Curtain-Tearing, Rock-Splitting, Life-Giving Death
Mocked, beaten, bleeding, and dying; the bitter cup that Jesus drank is the loudest and clearest message of God’s love and redemption.
Merciless Derision - Vs. 32-44
The cross was so offensive to the Romans that they refused to allow their own citizens to be crucified, no matter what they had done. Cicero (106–43 B.C.) called crucifixion “a most cruel and disgusting punishment.” He said, “It is a crime to put a Roman citizen in chains, it is an enormity to flog one, sheer murder to slay one; what, then, shall I say of crucifixion? It is impossible to find the word for such an abomination.”2 Indeed, writes Pastor Philip Ryken, “There was no word for it.
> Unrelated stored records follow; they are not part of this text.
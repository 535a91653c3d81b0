//! [`MailSession`] over the IMAP client.

use std::collections::HashSet;

use bytes::Bytes;
use postbox_imap::{
    Authenticated, Client, FetchAttribute, FetchItem, ImapStream, NotAuthenticated, SearchKey,
    Selected, SequenceSet, Uid, connect_tls,
};
use tokio::io::{AsyncRead, AsyncWrite};
use tokio::sync::mpsc;

use super::{FetchEvent, FetchQuery, FolderStatus, MailSession, Section, SessionConnector};
use crate::config::ServerConfig;
use crate::error::{Error, Result};
use crate::folders::FolderEntry;
use crate::search::{DateOperator, SearchTerm};

/// Largest chunk forwarded to the assembler at once.
const CHUNK_SIZE: usize = 8 * 1024;

/// Connects to the IMAP server over implicit TLS and logs in.
#[derive(Debug, Clone)]
pub struct ImapConnector {
    config: ServerConfig,
}

impl ImapConnector {
    /// Creates a connector for `config`.
    #[must_use]
    pub const fn new(config: ServerConfig) -> Self {
        Self { config }
    }
}

impl SessionConnector for ImapConnector {
    type Session = ImapSession<ImapStream>;

    async fn connect(&self) -> Result<Self::Session> {
        let config = &self.config;
        tracing::debug!(host = %config.host, port = config.port, "connecting to IMAP server");
        let stream = connect_tls(&config.host, config.port)
            .await
            .map_err(|e| Error::Connection(e.to_string()))?;
        ImapSession::login(stream, &config.username, &config.password).await
    }
}

enum Stage<S> {
    Authenticated(Client<S, Authenticated>),
    Selected(Client<S, Selected>),
    Closed,
}

/// An authenticated IMAP connection, optionally with a folder open.
pub struct ImapSession<S> {
    stage: Stage<S>,
}

impl<S> std::fmt::Debug for ImapSession<S> {
    fn fmt(&self, f: &mut std::fmt::Formatter<'_>) -> std::fmt::Result {
        let stage = match self.stage {
            Stage::Authenticated(_) => "authenticated",
            Stage::Selected(_) => "selected",
            Stage::Closed => "closed",
        };
        f.debug_struct("ImapSession").field("stage", &stage).finish()
    }
}

impl<S> ImapSession<S>
where
    S: AsyncRead + AsyncWrite + Unpin + Send,
{
    /// Reads the greeting on `stream` and logs in.
    ///
    /// # Errors
    ///
    /// Returns [`Error::Connection`] if the greeting or login fails.
    pub async fn login(stream: S, username: &str, password: &str) -> Result<Self> {
        let client: Client<S, NotAuthenticated> = Client::from_stream(stream)
            .await
            .map_err(|e| Error::Connection(e.to_string()))?;
        let client = client
            .login(username, password)
            .await
            .map_err(|e| Error::Connection(format!("login failed: {e}")))?;
        Ok(Self {
            stage: Stage::Authenticated(client),
        })
    }

    fn selected(&mut self) -> Result<&mut Client<S, Selected>> {
        match &mut self.stage {
            Stage::Selected(client) => Ok(client),
            _ => Err(Error::Command("no folder is open".to_string())),
        }
    }
}

fn command_error(err: postbox_imap::Error) -> Error {
    Error::Command(err.to_string())
}

fn search_key(term: &SearchTerm) -> SearchKey {
    match term {
        SearchTerm::Type(kind) => match kind {
            crate::search::MessageType::All => SearchKey::All,
            crate::search::MessageType::Deleted => SearchKey::Deleted,
            crate::search::MessageType::Unseen => SearchKey::Unseen,
        },
        SearchTerm::Sent { operator, date } => match operator {
            DateOperator::Before => SearchKey::SentBefore(*date),
            DateOperator::On => SearchKey::SentOn(*date),
            DateOperator::Since => SearchKey::SentSince(*date),
        },
        SearchTerm::Header { name, value } => SearchKey::Header(name.clone(), value.clone()),
        SearchTerm::Subject(text) => SearchKey::Subject(text.clone()),
        SearchTerm::From(text) => SearchKey::From(text.clone()),
        SearchTerm::To(text) => SearchKey::To(text.clone()),
        SearchTerm::Body(text) => SearchKey::Body(text.clone()),
    }
}

fn section_of(name: &str) -> Option<Section> {
    match name {
        "HEADER" => Some(Section::Header),
        "TEXT" => Some(Section::Text),
        _ => None,
    }
}

async fn emit(events: &mpsc::Sender<FetchEvent>, event: FetchEvent) -> Result<()> {
    events
        .send(event)
        .await
        .map_err(|_| Error::Command("fetch consumer stopped".to_string()))
}

impl<S> MailSession for ImapSession<S>
where
    S: AsyncRead + AsyncWrite + Unpin + Send,
{
    async fn list_folders(&mut self) -> Result<Vec<FolderEntry>> {
        let Stage::Authenticated(client) = &mut self.stage else {
            return Err(Error::Command("folders are listed before opening one".to_string()));
        };
        let listed = client.list("", "*").await.map_err(command_error)?;
        Ok(listed
            .into_iter()
            .map(|entry| FolderEntry::new(entry.mailbox.as_str(), entry.delimiter))
            .collect())
    }

    async fn open_folder(&mut self, name: &str, read_only: bool) -> Result<FolderStatus> {
        let client = match std::mem::replace(&mut self.stage, Stage::Closed) {
            Stage::Authenticated(client) => client,
            other => {
                self.stage = other;
                return Err(Error::Command("a folder is already open".to_string()));
            }
        };
        let opened = if read_only {
            client.examine(name).await
        } else {
            client.select(name).await
        };
        let (client, status) = opened.map_err(command_error)?;
        self.stage = Stage::Selected(client);
        Ok(FolderStatus {
            total: status.exists,
        })
    }

    async fn search(&mut self, terms: &[SearchTerm]) -> Result<Vec<u32>> {
        let keys: Vec<SearchKey> = terms.iter().map(search_key).collect();
        self.selected()?.search(&keys).await.map_err(command_error)
    }

    async fn fetch(
        &mut self,
        seqs: &[u32],
        query: FetchQuery,
        events: mpsc::Sender<FetchEvent>,
    ) -> Result<()> {
        let mut items = vec![
            FetchAttribute::Uid,
            FetchAttribute::BodyStructure,
            FetchAttribute::BodyPeek("HEADER".to_string()),
        ];
        if query.include_body {
            items.push(FetchAttribute::BodyPeek("TEXT".to_string()));
        }

        let wanted: HashSet<u32> = seqs.iter().copied().collect();
        let mut emitted = HashSet::new();
        let client = self.selected()?;
        let mut stream = client
            .fetch_stream(&SequenceSet::from_numbers(seqs), items)
            .await
            .map_err(command_error)?;

        while let Some((seq, items)) = stream.next().await.map_err(command_error)? {
            let seq = seq.get();
            if !wanted.contains(&seq) || !emitted.insert(seq) {
                tracing::debug!(seq, "skipping unsolicited FETCH response");
                continue;
            }
            emit(&events, FetchEvent::Started { seq }).await?;

            let mut uid = None;
            let mut structure = None;
            for item in items {
                match item {
                    FetchItem::Uid(id) => uid = Some(id.get()),
                    FetchItem::BodyStructure(body) => structure = Some(body),
                    FetchItem::Body { section, data } => {
                        let Some(section) = section_of(&section) else {
                            continue;
                        };
                        let data = Bytes::from(data.unwrap_or_default());
                        let mut start = 0;
                        while start < data.len() {
                            let end = (start + CHUNK_SIZE).min(data.len());
                            let bytes = data.slice(start..end);
                            emit(&events, FetchEvent::Chunk { seq, section, bytes }).await?;
                            start = end;
                        }
                        emit(&events, FetchEvent::SectionEnd { seq, section }).await?;
                    }
                    FetchItem::Rfc822Size(_) => {}
                }
            }

            match (uid, structure) {
                (Some(uid), Some(structure)) => {
                    emit(&events, FetchEvent::Attributes { seq, uid, structure }).await?;
                }
                _ => tracing::warn!(seq, "FETCH response without UID or BODYSTRUCTURE"),
            }
            emit(&events, FetchEvent::Finished { seq }).await?;
        }
        Ok(())
    }

    async fn fetch_part(
        &mut self,
        uid: u32,
        part_id: &str,
        sink: &mut (dyn AsyncWrite + Unpin + Send),
    ) -> Result<u64> {
        let uid = Uid::new(uid).ok_or_else(|| Error::Command("UID 0 is invalid".to_string()))?;
        self.selected()?
            .uid_fetch_part_into(uid, part_id, sink)
            .await
            .map_err(command_error)
    }

    async fn close(self) -> Result<()> {
        let closed = match self.stage {
            Stage::Authenticated(client) => client.logout().await,
            Stage::Selected(client) => client.logout().await,
            Stage::Closed => Ok(()),
        };
        closed.map_err(|e| Error::Connection(e.to_string()))
    }
}

#[cfg(test)]
#[allow(
    clippy::unwrap_used,
    clippy::redundant_clone,
    clippy::manual_string_new,
    clippy::needless_collect,
    clippy::unreadable_literal,
    clippy::used_underscore_items,
    clippy::similar_names
)]
mod tests {
    use tokio_test::io::{Builder, Mock};

    use super::*;

    fn greeting() -> Builder {
        let mut builder = Builder::new();
        builder
            .read(b"* OK ready\r\n")
            .write(b"A0001 LOGIN u p\r\n")
            .read(b"A0001 OK logged in\r\n");
        builder
    }

    async fn session(mock: Mock) -> ImapSession<Mock> {
        ImapSession::login(mock, "u", "p").await.unwrap()
    }

    #[tokio::test]
    async fn test_list_folders() {
        let mock = greeting()
            .write(b"A0002 LIST \"\" \"*\"\r\n")
            .read(b"* LIST (\\HasNoChildren) \"/\" \"INBOX\"\r\n")
            .read(b"* LIST (\\HasNoChildren) \"/\" \"Work/2024\"\r\n")
            .read(b"A0002 OK done\r\n")
            .build();
        let mut session = session(mock).await;
        let folders = session.list_folders().await.unwrap();
        assert_eq!(
            folders,
            vec![
                FolderEntry::new("INBOX", Some('/')),
                FolderEntry::new("Work/2024", Some('/')),
            ]
        );
    }

    #[tokio::test]
    async fn test_login_rejected() {
        let mock = Builder::new()
            .read(b"* OK ready\r\n")
            .write(b"A0001 LOGIN u p\r\n")
            .read(b"A0001 NO bad credentials\r\n")
            .build();
        let err = ImapSession::login(mock, "u", "p").await.unwrap_err();
        assert!(matches!(err, Error::Connection(_)));
    }

    #[tokio::test]
    async fn test_search_requires_open_folder() {
        let mut session = session(greeting().build()).await;
        let err = session.search(&[SearchTerm::Subject("x".into())]).await.unwrap_err();
        assert!(matches!(err, Error::Command(_)));
    }

    #[tokio::test]
    async fn test_fetch_emits_events_in_order() {
        let mock = greeting()
            .write(b"A0002 EXAMINE INBOX\r\n")
            .read(b"* 1 EXISTS\r\n")
            .read(b"A0002 OK [READ-ONLY] done\r\n")
            .write(b"A0003 SEARCH ALL\r\n")
            .read(b"* SEARCH 1\r\n")
            .read(b"A0003 OK done\r\n")
            .write(b"A0004 FETCH 1 (UID BODYSTRUCTURE BODY.PEEK[HEADER])\r\n")
            .read(b"* 1 FETCH (UID 9 BODYSTRUCTURE (\"TEXT\" \"PLAIN\" (\"CHARSET\" \"utf-8\") NIL NIL \"7BIT\" 5 1 NIL NIL NIL NIL) BODY[HEADER] {5}\r\n")
            .read(b"a\r\n\r\n)\r\n")
            .read(b"A0004 OK done\r\n")
            .build();
        let mut session = session(mock).await;

        let status = session.open_folder("INBOX", true).await.unwrap();
        assert_eq!(status.total, 1);
        let seqs = session
            .search(&[SearchTerm::Type(crate::search::MessageType::All)])
            .await
            .unwrap();
        assert_eq!(seqs, vec![1]);

        let (tx, mut rx) = mpsc::channel(16);
        session
            .fetch(&seqs, FetchQuery { include_body: false }, tx)
            .await
            .unwrap();

        let mut events = Vec::new();
        while let Some(event) = rx.recv().await {
            events.push(event);
        }
        assert_eq!(events.len(), 5);
        assert_eq!(events[0], FetchEvent::Started { seq: 1 });
        assert_eq!(
            events[1],
            FetchEvent::Chunk {
                seq: 1,
                section: Section::Header,
                bytes: Bytes::from_static(b"a\r\n\r\n"),
            }
        );
        assert_eq!(
            events[2],
            FetchEvent::SectionEnd {
                seq: 1,
                section: Section::Header
            }
        );
        assert!(matches!(events[3], FetchEvent::Attributes { uid: 9, .. }));
        assert_eq!(events[4], FetchEvent::Finished { seq: 1 });
    }

    #[test]
    fn test_search_key_mapping() {
        let date = chrono::NaiveDate::from_ymd_opt(2024, 2, 1).unwrap();
        assert_eq!(
            search_key(&SearchTerm::Sent {
                operator: DateOperator::Before,
                date
            }),
            SearchKey::SentBefore(date)
        );
        assert_eq!(
            search_key(&SearchTerm::Header {
                name: "x-a".into(),
                value: "1".into()
            }),
            SearchKey::Header("x-a".into(), "1".into())
        );
    }
}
No polite word, at any rate, for the word for ‘cross’ was taboo in Roman society.” That is why Cicero also said, “Let the very mention of the cross be far removed not only from a Roman citizen’s body, but from his mind, his eyes, his ears.”4
If mention of the cross was offensive to the Romans, it was even more abhorrent to the Jews, for they saw it in the light of Deuteronomy 21:22–23, which reads, “If a man guilty of a capital offense is put to death and his body is hung on a tree, you must not leave his body on the tree overnight. Be sure to bury him that same day, because anyone who is hung on a tree is under God’s curse.” They understood this to mean that a crucified person was abandoned by God. This explains why Jesus was crucified outside Jerusalem. The act was so offensive to the Jews that they would not allow it to take place within the sacred precincts of their city.